Unwillingness vs. inability?

I keep struggling with how to describe Donald J. Trump’s lack of empathy in time of crisis.

Two words keep tugging at me. One of them is “inability.” The other is “unwillingness.” My struggle occurs as I ponder how to define what we witness in Trump’s demeanor while he speaks publicly about any number of issues that pull and pound our hearts.

Whether it’s race relations, or natural disaster, or medical crises I find myself torn between defining Trump’s lack of empathy and compassion as his “inability” to exhibit it or his “unwillingness” to show it.

The nation has heard in recent days from one of Trump’s nieces, Mary Trump, who writes in a new tell-all about Uncle Donald that he was brought up in a sociopathic household led by a domineering father, Fred Trump Sr.

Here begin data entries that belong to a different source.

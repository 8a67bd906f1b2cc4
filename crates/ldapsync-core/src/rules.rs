//! Sync rules: the user filter, the group filter and the membership tree.

use serde::{Deserialize, Serialize};

use crate::filter::{CompiledFilter, FilterNode};
use crate::membership::{CompiledMembership, MembershipNode};

/// The three rule trees of a sync configuration.
#[derive(Debug, Clone, Default, PartialEq, Eq, Serialize, Deserialize)]
#[serde(rename_all = "camelCase")]
pub struct SyncRules {
    /// Which entries are users.
    #[serde(default)]
    pub user_filter: FilterNode,

    /// Which entries are groups.
    #[serde(default)]
    pub group_filter: FilterNode,

    /// How users are associated with groups.
    #[serde(default)]
    pub group_membership: MembershipNode,
}

impl SyncRules {
    /// Create rules from the three trees.
    pub fn new(
        user_filter: FilterNode,
        group_filter: FilterNode,
        group_membership: MembershipNode,
    ) -> Self {
        Self {
            user_filter,
            group_filter,
            group_membership,
        }
    }

    /// Compile all three trees.
    pub fn compile(&self) -> CompiledRules {
        CompiledRules {
            user_filter: CompiledFilter::compile(&self.user_filter),
            group_filter: CompiledFilter::compile(&self.group_filter),
            group_membership: CompiledMembership::compile(&self.group_membership),
        }
    }
}

/// Compiled, immutable form of [`SyncRules`].
#[derive(Debug, Clone)]
pub struct CompiledRules {
    pub user_filter: CompiledFilter,
    pub group_filter: CompiledFilter,
    pub group_membership: CompiledMembership,
}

Grandpa Fred instilled in his children an ethic that required them to be always tough and to not let the world see a softer side of them. Apologizing for mistakes is a sign of weakness, Mary Trump writes.

Did this upbringing create, as Mary Trump’s book title suggests, “the most dangerous man in the world”? I am left to wonder whether Trump is who he is because he just cannot find the empathy and compassion that he lacks or is it because he is unwilling to search for it, to apply it to the job he inherited when he became president of the United States in January 2017.

I’ve known many men and women who have been brought up in trying circumstances. Yet they power through it. They become better human beings because they are able to search for — and eventually find — the trait that instills some sense of kindness in them.

Thus, I am left to rely on the belief that Trump is merely “unwilling” to show us compassion, to demonstrate a semblance of empathy toward those who are hurting. He says the words, as he did Tuesday when he spoke to us about the COVID-19 pandemic. He speaks to us as though he is reading from a statement written under duress. I hear him speak those words as if he is being punished by a schoolteacher who caught him cheating on an exam.

Could this guy ever find a way to exhibit genuine, authentic compassion or empathy? I do not believe he is willing to look deeply enough for it within himself.